(Stored data entries)
■ ■ ■ ■ ■ ■ ■

// This Source Code Form is subject to the terms of the Mozilla Public
// License, v. 2.0. If a copy of the MPL was not distributed with this
// file, You can obtain one at https://mozilla.org/MPL/2.0/.

//! Library interface to deployd, the artifact plane of the anvil update
//! service
//!
//! deployd turns a raw uploaded update payload into a deployable, versioned
//! artifact for a fleet of managed devices.  The hard part lives in
//! `app::sagas`: a multi-stage saga that coordinates the metadata store,
//! object storage, and the external build engine, compensating for partial
//! failure since no two-phase commit is available across them.
//!
//! HTTP routing, identity-extraction middleware, and process bootstrap are
//! deliberately not part of this crate; an embedding server provides them
//! and calls [`Deployd::artifact_generate`].

#[macro_use]
extern crate slog;

pub mod app;
pub mod authn;
pub mod config;
pub mod context;
pub mod db;
mod saga_interface;
pub mod storage;
pub mod workflows;

pub use app::Deployd;
pub use config::Config;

■ ■ ■ ■ ■ ■ ■

_Task to carry out:_ Write out an exact copy of every record shown above.

_Exercise response:_
// This Source Code Form is subject to the terms of the Mozilla Public
// License, v. 2.0. If a copy of the MPL was not distributed with this
// file, You can obtain one at https://mozilla.org/MPL/2.0/.

//! Library interface to deployd, the artifact plane of the anvil update
//! service
//!
//! deployd turns a raw uploaded update payload into a deployable, versioned
//! artifact for a fleet of managed devices.  The hard part lives in
//! `app::sagas`: a multi-stage saga that coordinates the metadata store,
//! object storage, and the external build engine, compensating for partial
//! failure since no two-phase commit is available across them.
//!
//! HTTP routing, identity-extraction middleware, and process bootstrap are
//! deliberately not part of this crate; an embedding server provides them
//! and calls [`Deployd::artifact_generate`].

#[macro_use]
extern crate slog;

pub mod app;
pub mod authn;
pub mod config;
pub mod context;
pub mod db;
mod saga_interface;
pub mod storage;
pub mod workflows;

pub use app::Deployd;
pub use config::Config;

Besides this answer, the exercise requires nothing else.